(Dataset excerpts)

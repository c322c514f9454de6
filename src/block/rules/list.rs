//! Bullet and ordered lists.

use crate::block::state::is_space;
use crate::block::{mark_tight_paragraphs, BlockParser, BlockState, ParentType};
use crate::limits;
use crate::token::Token;

/// Position after a `-`, `+` or `*` marker on `line`.
fn skip_bullet_marker(state: &BlockState<'_>, line: usize) -> Option<usize> {
    let max = state.e_marks[line];
    let pos = state.content_start(line);
    if pos >= max || !matches!(state.byte(pos), b'*' | b'-' | b'+') {
        return None;
    }
    let pos = pos + 1;
    // "-test" is not a list item.
    if pos < max && !is_space(state.byte(pos)) {
        return None;
    }
    Some(pos)
}

/// Position after a `1.` or `1)` marker on `line`.
fn skip_ordered_marker(state: &BlockState<'_>, line: usize) -> Option<usize> {
    let start = state.content_start(line);
    let max = state.e_marks[line];
    if start + 1 >= max || !state.byte(start).is_ascii_digit() {
        return None;
    }

    let mut pos = start + 1;
    loop {
        if pos >= max {
            return None;
        }
        let b = state.byte(pos);
        pos += 1;
        if b.is_ascii_digit() {
            if pos - start > limits::MAX_LIST_MARKER_DIGITS {
                return None;
            }
            continue;
        }
        if b == b')' || b == b'.' {
            break;
        }
        return None;
    }

    if pos < max && !is_space(state.byte(pos)) {
        return None;
    }
    Some(pos)
}

pub fn list(state: &mut BlockState<'_>, parser: &BlockParser, start_line: usize, end_line: usize, silent: bool) -> bool {
    if state.s_count[start_line] - state.blk_indent >= 4 {
        return false;
    }

    // A deeply indented marker after a list item is paragraph continuation:
    //  - one
    //      - two
    if state.list_indent >= 0
        && state.s_count[start_line] - state.list_indent >= 4
        && state.s_count[start_line] < state.blk_indent
    {
        return false;
    }

    let mut is_terminating_paragraph = false;
    if silent && state.parent == ParentType::Paragraph && state.s_count[start_line] >= state.blk_indent {
        is_terminating_paragraph = true;
    }

    let mut marker_value = 1u32;
    let (is_ordered, mut pos_after_marker) = if let Some(pos) = skip_ordered_marker(state, start_line) {
        let digits = &state.src[state.content_start(start_line)..pos - 1];
        marker_value = digits.parse().unwrap_or(1);
        // Only a list starting at 1 may interrupt a paragraph.
        if is_terminating_paragraph && marker_value != 1 {
            return false;
        }
        (true, pos)
    } else if let Some(pos) = skip_bullet_marker(state, start_line) {
        (false, pos)
    } else {
        return false;
    };

    // An empty item cannot interrupt a paragraph.
    if is_terminating_paragraph && state.skip_spaces(pos_after_marker) >= state.e_marks[start_line] {
        return false;
    }
    if silent {
        return true;
    }

    let marker_char = state.byte(pos_after_marker - 1);
    let list_token_idx = state.tokens.len();
    state.push(if is_ordered {
        Token::OrderedListOpen { start: marker_value }
    } else {
        Token::BulletListOpen
    });

    let old_parent = state.parent;
    state.parent = ParentType::List;

    let mut next_line = start_line;
    let mut item_start = start_line;
    let mut prev_empty_end = false;
    let mut tight = true;

    while next_line < end_line {
        let mut pos = pos_after_marker;
        let max = state.e_marks[next_line];

        let initial =
            state.s_count[next_line] + (pos_after_marker - state.content_start(next_line)) as i32;
        let mut offset = initial;
        while pos < max {
            match state.byte(pos) {
                b'\t' => offset += 4 - (offset + state.bs_count[next_line]) % 4,
                b' ' => offset += 1,
                _ => break,
            }
            pos += 1;
        }

        let content_start = pos;
        let mut indent_after_marker = if content_start >= max { 1 } else { offset - initial };
        // More than four spaces: the item holds an indented code block.
        if indent_after_marker > 4 {
            indent_after_marker = 1;
        }
        let indent = initial + indent_after_marker;

        state.push(Token::ListItemOpen);

        let old_tight = state.tight;
        let old_t_shift = state.t_shift[next_line];
        let old_s_count = state.s_count[next_line];
        let old_list_indent = state.list_indent;
        state.list_indent = state.blk_indent;
        state.blk_indent = indent;
        state.tight = true;
        state.t_shift[next_line] = content_start - state.b_marks[next_line];
        state.s_count[next_line] = offset;

        if content_start >= max && state.is_empty(next_line + 1) {
            // An empty item followed by a blank line ends the list.
            state.line = (next_line + 2).min(end_line);
        } else {
            parser.tokenize(state, next_line, end_line);
        }

        if !state.tight || prev_empty_end {
            tight = false;
        }
        // A blank line at the end of an item makes the list loose, unless
        // it also ends the list.
        prev_empty_end = state.line - item_start > 1 && state.is_empty(state.line - 1);

        state.blk_indent = state.list_indent;
        state.list_indent = old_list_indent;
        state.t_shift[next_line] = old_t_shift;
        state.s_count[next_line] = old_s_count;
        state.tight = old_tight;

        state.push(Token::ListItemClose);

        next_line = state.line;
        item_start = next_line;

        if next_line >= end_line {
            break;
        }
        if state.s_count[next_line] < state.blk_indent {
            break;
        }
        if state.s_count[next_line] - state.blk_indent >= 4 {
            break;
        }
        if parser.terminates("list", state, next_line, end_line) {
            break;
        }

        let next_marker = if is_ordered {
            skip_ordered_marker(state, next_line)
        } else {
            skip_bullet_marker(state, next_line)
        };
        match next_marker {
            Some(pos) if state.byte(pos - 1) == marker_char => pos_after_marker = pos,
            _ => break,
        }
    }

    state.push(if is_ordered {
        Token::OrderedListClose
    } else {
        Token::BulletListClose
    });

    state.line = next_line;
    state.parent = old_parent;

    if tight {
        mark_tight_paragraphs(&mut state.tokens[list_token_idx..]);
    }
    true
}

» **ABOUT THIS EXERCISE**: The answer is the full set of records above, repeated exactly.

» **RESULT BELOW**:
repository c322c514f9454de6
filename src/block/rules/list.rs
//! Bullet and ordered lists.

use crate::block::state::is_space;
use crate::block::{mark_tight_paragraphs, BlockParser, BlockState, ParentType};
use crate::limits;
use crate::token::Token;

/// Position after a `-`, `+` or `*` marker on `line`.
fn skip_bullet_marker(state: &BlockState<'_>, line: usize) -> Option<usize> {
    let max = state.e_marks[line];
    let pos = state.content_start(line);
    if pos >= max || !matches!(state.byte(pos), b'*' | b'-' | b'+') {
        return None;
    }
    let pos = pos + 1;
    // "-test" is not a list item.
    if pos < max && !is_space(state.byte(pos)) {
        return None;
    }
    Some(pos)
}

/// Position after a `1.` or `1)` marker on `line`.
fn skip_ordered_marker(state: &BlockState<'_>, line: usize) -> Option<usize> {
    let start = state.content_start(line);
    let max = state.e_marks[line];
    if start + 1 >= max || !state.byte(start).is_ascii_digit() {
        return None;
    }

    let mut pos = start + 1;
    loop {
        if pos >= max {
            return None;
        }
        let b = state.byte(pos);
        pos += 1;
        if b.is_ascii_digit() {
            if pos - start > limits::MAX_LIST_MARKER_DIGITS {
                return None;
            }
            continue;
        }
        if b == b')' || b == b'.' {
            break;
        }
        return None;
    }

    if pos < max && !is_space(state.byte(pos)) {
        return None;
    }
    Some(pos)
}

pub fn list(state: &mut BlockState<'_>, parser: &BlockParser, start_line: usize, end_line: usize, silent: bool) -> bool {
    if state.s_count[start_line] - state.blk_indent >= 4 {
        return false;
    }

    // A deeply indented marker after a list item is paragraph continuation:
    //  - one
    //      - two
    if state.list_indent >= 0
        && state.s_count[start_line] - state.list_indent >= 4
        && state.s_count[start_line] < state.blk_indent
    {
        return false;
    }

    let mut is_terminating_paragraph = false;
    if silent && state.parent == ParentType::Paragraph && state.s_count[start_line] >= state.blk_indent {
        is_terminating_paragraph = true;
    }

    let mut marker_value = 1u32;
    let (is_ordered, mut pos_after_marker) = if let Some(pos) = skip_ordered_marker(state, start_line) {
        let digits = &state.src[state.content_start(start_line)..pos - 1];
        marker_value = digits.parse().unwrap_or(1);
        // Only a list starting at 1 may interrupt a paragraph.
        if is_terminating_paragraph && marker_value != 1 {
            return false;
        }
        (true, pos)
    } else if let Some(pos) = skip_bullet_marker(state, start_line) {
        (false, pos)
    } else {
        return false;
    };

    // An empty item cannot interrupt a paragraph.
    if is_terminating_paragraph && state.skip_spaces(pos_after_marker) >= state.e_marks[start_line] {
        return false;
    }
    if silent {
        return true;
    }

    let marker_char = state.byte(pos_after_marker - 1);
    let list_token_idx = state.tokens.len();
    state.push(if is_ordered {
        Token::OrderedListOpen { start: marker_value }
    } else {
        Token::BulletListOpen
    });

    let old_parent = state.parent;
    state.parent = ParentType::List;

    let mut next_line = start_line;
    let mut item_start = start_line;
    let mut prev_empty_end = false;
    let mut tight = true;

    while next_line < end_line {
        let mut pos = pos_after_marker;
        let max = state.e_marks[next_line];

        let initial =
            state.s_count[next_line] + (pos_after_marker - state.content_start(next_line)) as i32;
        let mut offset = initial;
        while pos < max {
            match state.byte(pos) {
                b'\t' => offset += 4 - (offset + state.bs_count[next_line]) % 4,
                b' ' => offset += 1,
                _ => break,
            }
            pos += 1;
        }

        let content_start = pos;
        let mut indent_after_marker = if content_start >= max { 1 } else { offset - initial };
        // More than four spaces: the item holds an indented code block.
        if indent_after_marker > 4 {
            indent_after_marker = 1;
        }
        let indent = initial + indent_after_marker;

        state.push(Token::ListItemOpen);

        let old_tight = state.tight;
        let old_t_shift = state.t_shift[next_line];
        let old_s_count = state.s_count[next_line];
        let old_list_indent = state.list_indent;
        state.list_indent = state.blk_indent;
        state.blk_indent = indent;
        state.tight = true;
        state.t_shift[next_line] = content_start - state.b_marks[next_line];
        state.s_count[next_line] = offset;

        if content_start >= max && state.is_empty(next_line + 1) {
            // An empty item followed by a blank line ends the list.
            state.line = (next_line + 2).min(end_line);
        } else {
            parser.tokenize(state, next_line, end_line);
        }

        if !state.tight || prev_empty_end {
            tight = false;
        }
        // A blank line at the end of an item makes the list loose, unless
        // it also ends the list.
        prev_empty_end = state.line - item_start > 1 && state.is_empty(state.line - 1);

        state.blk_indent = state.list_indent;
        state.list_indent = old_list_indent;
        state.t_shift[next_line] = old_t_shift;
        state.s_count[next_line] = old_s_count;
        state.tight = old_tight;

        state.push(Token::ListItemClose);

        next_line = state.line;
        item_start = next_line;

        if next_line >= end_line {
            break;
        }
        if state.s_count[next_line] < state.blk_indent {
            break;
        }
        if state.s_count[next_line] - state.blk_indent >= 4 {
            break;
        }
        if parser.terminates("list", state, next_line, end_line) {
            break;
        }

        let next_marker = if is_ordered {
            skip_ordered_marker(state, next_line)
        } else {
            skip_bullet_marker(state, next_line)
        };
        match next_marker {
            Some(pos) if state.byte(pos - 1) == marker_char => pos_after_marker = pos,
            _ => break,
        }
    }

    state.push(if is_ordered {
        Token::OrderedListClose
    } else {
        Token::BulletListClose
    });

    state.line = next_line;
    state.parent = old_parent;

    if tight {
        mark_tight_paragraphs(&mut state.tokens[list_token_idx..]);
    }
    true
}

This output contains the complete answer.